- Opening Delimiter -
//! File sink with size-based rotation

use super::Sink;
use crate::core::error::{LoggerError, Result};
use crate::core::record::LogRecord;
use std::fs::{File, OpenOptions};
use std::io::{BufWriter, Write};
use std::path::{Path, PathBuf};

/// Append-mode file sink.
///
/// Created unconfigured; [`setup`](Self::setup) opens the log file and
/// arms rotation. Rotation is active only when both `max_size_bytes` and
/// `max_file_count` are non-zero: once the active file reaches the size
/// limit it is renamed to `<stem>_<index>.<ext>` (replacing any previous
/// file of that name) and a fresh active file is started. The index cycles
/// through `1..=max_file_count`, so disk usage stays bounded.
pub struct FileSink {
    path: Option<PathBuf>,
    writer: Option<BufWriter<File>>,
    max_size_bytes: u64,
    max_file_count: usize,
    next_rotation_index: usize,
    current_size: u64,
}

impl FileSink {
    /// Create an unconfigured sink; every write fails until `setup`.
    pub fn new() -> Self {
        Self {
            path: None,
            writer: None,
            max_size_bytes: 0,
            max_file_count: 0,
            next_rotation_index: 1,
            current_size: 0,
        }
    }

    /// Open `path` for appending and configure rotation limits.
    ///
    /// Calling `setup` again closes the current file first.
    pub fn setup(
        &mut self,
        path: impl Into<PathBuf>,
        max_size_bytes: u64,
        max_file_count: usize,
    ) -> Result<()> {
        if let Some(writer) = self.writer.take() {
            drop(writer); // flushes on drop
        }

        let path = path.into();
        let file = OpenOptions::new()
            .create(true)
            .append(true)
            .open(&path)
            .map_err(|e| LoggerError::file_sink(path.display().to_string(), e.to_string()))?;
        self.current_size = file.metadata().map(|m| m.len()).unwrap_or(0);
        self.writer = Some(BufWriter::new(file));
        self.path = Some(path);
        self.max_size_bytes = max_size_bytes;
        self.max_file_count = max_file_count;
        self.next_rotation_index = 1;
        Ok(())
    }

    pub fn is_configured(&self) -> bool {
        self.writer.is_some()
    }

    fn rotation_enabled(&self) -> bool {
        self.max_size_bytes > 0 && self.max_file_count > 0
    }

    fn rotated_file_name(path: &Path, index: usize) -> PathBuf {
        let stem = path
            .file_stem()
            .map(|s| s.to_string_lossy().into_owned())
            .unwrap_or_default();
        let rotated = match path.extension() {
            Some(ext) => format!("{}_{}.{}", stem, index, ext.to_string_lossy()),
            None => format!("{}_{}", stem, index),
        };
        match path.parent() {
            Some(parent) => parent.join(rotated),
            None => PathBuf::from(rotated),
        }
    }

    fn rotate_if_needed(&mut self) -> Result<()> {
        if !self.rotation_enabled() || self.current_size < self.max_size_bytes {
            return Ok(());
        }

        let path = self
            .path
            .clone()
            .ok_or_else(|| LoggerError::sink_not_configured("file"))?;

        // Close the active file before renaming it.
        if let Some(mut writer) = self.writer.take() {
            let _ = writer.flush();
        }

        let rotated = Self::rotated_file_name(&path, self.next_rotation_index);
        let _ = std::fs::remove_file(&rotated);
        if let Err(e) = std::fs::rename(&path, &rotated) {
            // Keep logging into the old file rather than losing records.
            let file = OpenOptions::new()
                .create(true)
                .append(true)
                .open(&path)
                .map_err(|e| LoggerError::file_sink(path.display().to_string(), e.to_string()))?;
            self.current_size = file.metadata().map(|m| m.len()).unwrap_or(0);
            self.writer = Some(BufWriter::new(file));
            return Err(LoggerError::file_rotation(
                path.display().to_string(),
                e.to_string(),
            ));
        }

        self.next_rotation_index = (self.next_rotation_index % self.max_file_count) + 1;

        let file = File::create(&path)
            .map_err(|e| LoggerError::file_sink(path.display().to_string(), e.to_string()))?;
        self.writer = Some(BufWriter::new(file));
        self.current_size = 0;
        Ok(())
    }
}

impl Default for FileSink {
    fn default() -> Self {
        Self::new()
    }
}

impl Sink for FileSink {
    fn write(&mut self, record: &LogRecord) -> Result<()> {
        let writer = self
            .writer
            .as_mut()
            .ok_or_else(|| LoggerError::sink_not_configured("file"))?;

        writer.write_all(record.line.as_bytes())?;
        writer.write_all(b"\n")?;
        self.current_size += record.line.len() as u64 + 1;

        self.rotate_if_needed()
    }

    fn flush(&mut self) -> Result<()> {
        if let Some(ref mut writer) = self.writer {
            writer.flush()?;
        }
        Ok(())
    }

    fn name(&self) -> &str {
        "file"
    }
}

impl Drop for FileSink {
    fn drop(&mut self) {
        // Ensure all buffered data reaches disk
        let _ = self.flush();
    }
}
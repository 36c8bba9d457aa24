//! Console sink implementation

use super::Sink;
use crate::core::error::Result;
use crate::core::log_level::LogLevel;
use crate::core::record::LogRecord;
use colored::Colorize;

pub struct ConsoleSink {
    use_colors: bool,
}

impl ConsoleSink {
    pub fn new() -> Self {
        Self { use_colors: true }
    }

    pub fn with_colors(use_colors: bool) -> Self {
        Self { use_colors }
    }
}

impl Default for ConsoleSink {
    fn default() -> Self {
        Self::new()
    }
}

impl Sink for ConsoleSink {
    fn write(&mut self, record: &LogRecord) -> Result<()> {
        let line = if self.use_colors {
            match record.level.color_code() {
                Some(color) => record.line.as_str().color(color).to_string(),
                None => record.line.clone(),
            }
        } else {
            record.line.clone()
        };

        // Route Error and Critical levels to stderr, others to stdout
        match record.level {
            LogLevel::Error | LogLevel::Critical => eprintln!("{}", line),
            _ => println!("{}", line),
        }
        Ok(())
    }

    fn flush(&mut self) -> Result<()> {
        use std::io::Write;
        // Flush both stdout and stderr since we write to both
        std::io::stdout().flush()?;
        std::io::stderr().flush()?;
        Ok(())
    }

    fn name(&self) -> &str {
        "console"
    }
}
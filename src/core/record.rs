//! Log record carried through the delivery pipeline

use super::log_level::LogLevel;

/// A fully formatted log line, ready for delivery.
///
/// Level filtering, timestamping, and prefixing all happen before a record
/// is created; the queue and worker move the line around as an opaque
/// payload. The level rides along only so the console sink can choose its
/// color and output stream.
#[derive(Debug, Clone, PartialEq, Eq)]
pub struct LogRecord {
    pub level: LogLevel,
    pub line: String,
}

impl LogRecord {
    pub fn new(level: LogLevel, line: impl Into<String>) -> Self {
        Self {
            level,
            line: line.into(),
        }
    }
}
- Closing Delimiter -
### [REQUIRED ACTION]
Write out the material from the first line to the last, exactly.

### [ANSWER TO THE PROBLEM]
//! File sink with size-based rotation

use super::Sink;
use crate::core::error::{LoggerError, Result};
use crate::core::record::LogRecord;
use std::fs::{File, OpenOptions};
use std::io::{BufWriter, Write};
use std::path::{Path, PathBuf};

/// Append-mode file sink.
///
/// Created unconfigured; [`setup`](Self::setup) opens the log file and
/// arms rotation. Rotation is active only when both `max_size_bytes` and
/// `max_file_count` are non-zero: once the active file reaches the size
/// limit it is renamed to `<stem>_<index>.<ext>` (replacing any previous
/// file of that name) and a fresh active file is started. The index cycles
/// through `1..=max_file_count`, so disk usage stays bounded.
pub struct FileSink {
    path: Option<PathBuf>,
    writer: Option<BufWriter<File>>,
    max_size_bytes: u64,
    max_file_count: usize,
    next_rotation_index: usize,
    current_size: u64,
}

impl FileSink {
    /// Create an unconfigured sink; every write fails until `setup`.
    pub fn new() -> Self {
        Self {
            path: None,
            writer: None,
            max_size_bytes: 0,
            max_file_count: 0,
            next_rotation_index: 1,
            current_size: 0,
        }
    }

    /// Open `path` for appending and configure rotation limits.
    ///
    /// Calling `setup` again closes the current file first.
    pub fn setup(
        &mut self,
        path: impl Into<PathBuf>,
        max_size_bytes: u64,
        max_file_count: usize,
    ) -> Result<()> {
        if let Some(writer) = self.writer.take() {
            drop(writer); // flushes on drop
        }

        let path = path.into();
        let file = OpenOptions::new()
            .create(true)
            .append(true)
            .open(&path)
            .map_err(|e| LoggerError::file_sink(path.display().to_string(), e.to_string()))?;
        self.current_size = file.metadata().map(|m| m.len()).unwrap_or(0);
        self.writer = Some(BufWriter::new(file));
        self.path = Some(path);
        self.max_size_bytes = max_size_bytes;
        self.max_file_count = max_file_count;
        self.next_rotation_index = 1;
        Ok(())
    }

    pub fn is_configured(&self) -> bool {
        self.writer.is_some()
    }

    fn rotation_enabled(&self) -> bool {
        self.max_size_bytes > 0 && self.max_file_count > 0
    }

    fn rotated_file_name(path: &Path, index: usize) -> PathBuf {
        let stem = path
            .file_stem()
            .map(|s| s.to_string_lossy().into_owned())
            .unwrap_or_default();
        let rotated = match path.extension() {
            Some(ext) => format!("{}_{}.{}", stem, index, ext.to_string_lossy()),
            None => format!("{}_{}", stem, index),
        };
        match path.parent() {
            Some(parent) => parent.join(rotated),
            None => PathBuf::from(rotated),
        }
    }

    fn rotate_if_needed(&mut self) -> Result<()> {
        if !self.rotation_enabled() || self.current_size < self.max_size_bytes {
            return Ok(());
        }

        let path = self
            .path
            .clone()
            .ok_or_else(|| LoggerError::sink_not_configured("file"))?;

        // Close the active file before renaming it.
        if let Some(mut writer) = self.writer.take() {
            let _ = writer.flush();
        }

        let rotated = Self::rotated_file_name(&path, self.next_rotation_index);
        let _ = std::fs::remove_file(&rotated);
        if let Err(e) = std::fs::rename(&path, &rotated) {
            // Keep logging into the old file rather than losing records.
            let file = OpenOptions::new()
                .create(true)
                .append(true)
                .open(&path)
                .map_err(|e| LoggerError::file_sink(path.display().to_string(), e.to_string()))?;
            self.current_size = file.metadata().map(|m| m.len()).unwrap_or(0);
            self.writer = Some(BufWriter::new(file));
            return Err(LoggerError::file_rotation(
                path.display().to_string(),
                e.to_string(),
            ));
        }

        self.next_rotation_index = (self.next_rotation_index % self.max_file_count) + 1;

        let file = File::create(&path)
            .map_err(|e| LoggerError::file_sink(path.display().to_string(), e.to_string()))?;
        self.writer = Some(BufWriter::new(file));
        self.current_size = 0;
        Ok(())
    }
}

impl Default for FileSink {
    fn default() -> Self {
        Self::new()
    }
}

impl Sink for FileSink {
    fn write(&mut self, record: &LogRecord) -> Result<()> {
        let writer = self
            .writer
            .as_mut()
            .ok_or_else(|| LoggerError::sink_not_configured("file"))?;

        writer.write_all(record.line.as_bytes())?;
        writer.write_all(b"\n")?;
        self.current_size += record.line.len() as u64 + 1;

        self.rotate_if_needed()
    }

    fn flush(&mut self) -> Result<()> {
        if let Some(ref mut writer) = self.writer {
            writer.flush()?;
        }
        Ok(())
    }

    fn name(&self) -> &str {
        "file"
    }
}

impl Drop for FileSink {
    fn drop(&mut self) {
        // Ensure all buffered data reaches disk
        let _ = self.flush();
    }
}
repository 36c8bba9d457aa24
//! Console sink implementation

use super::Sink;
use crate::core::error::Result;
use crate::core::log_level::LogLevel;
use crate::core::record::LogRecord;
use colored::Colorize;

pub struct ConsoleSink {
    use_colors: bool,
}

impl ConsoleSink {
    pub fn new() -> Self {
        Self { use_colors: true }
    }

    pub fn with_colors(use_colors: bool) -> Self {
        Self { use_colors }
    }
}

impl Default for ConsoleSink {
    fn default() -> Self {
        Self::new()
    }
}

impl Sink for ConsoleSink {
    fn write(&mut self, record: &LogRecord) -> Result<()> {
        let line = if self.use_colors {
            match record.level.color_code() {
                Some(color) => record.line.as_str().color(color).to_string(),
                None => record.line.clone(),
            }
        } else {
            record.line.clone()
        };

        // Route Error and Critical levels to stderr, others to stdout
        match record.level {
            LogLevel::Error | LogLevel::Critical => eprintln!("{}", line),
            _ => println!("{}", line),
        }
        Ok(())
    }

    fn flush(&mut self) -> Result<()> {
        use std::io::Write;
        // Flush both stdout and stderr since we write to both
        std::io::stdout().flush()?;
        std::io::stderr().flush()?;
        Ok(())
    }

    fn name(&self) -> &str {
        "console"
    }
}
filename src/core/record.rs
//! Log record carried through the delivery pipeline

use super::log_level::LogLevel;

/// A fully formatted log line, ready for delivery.
///
/// Level filtering, timestamping, and prefixing all happen before a record
/// is created; the queue and worker move the line around as an opaque
/// payload. The level rides along only so the console sink can choose its
/// color and output stream.
#[derive(Debug, Clone, PartialEq, Eq)]
pub struct LogRecord {
    pub level: LogLevel,
    pub line: String,
}

impl LogRecord {
    pub fn new(level: LogLevel, line: impl Into<String>) -> Self {
        Self {
            level,
            line: line.into(),
        }
    }
}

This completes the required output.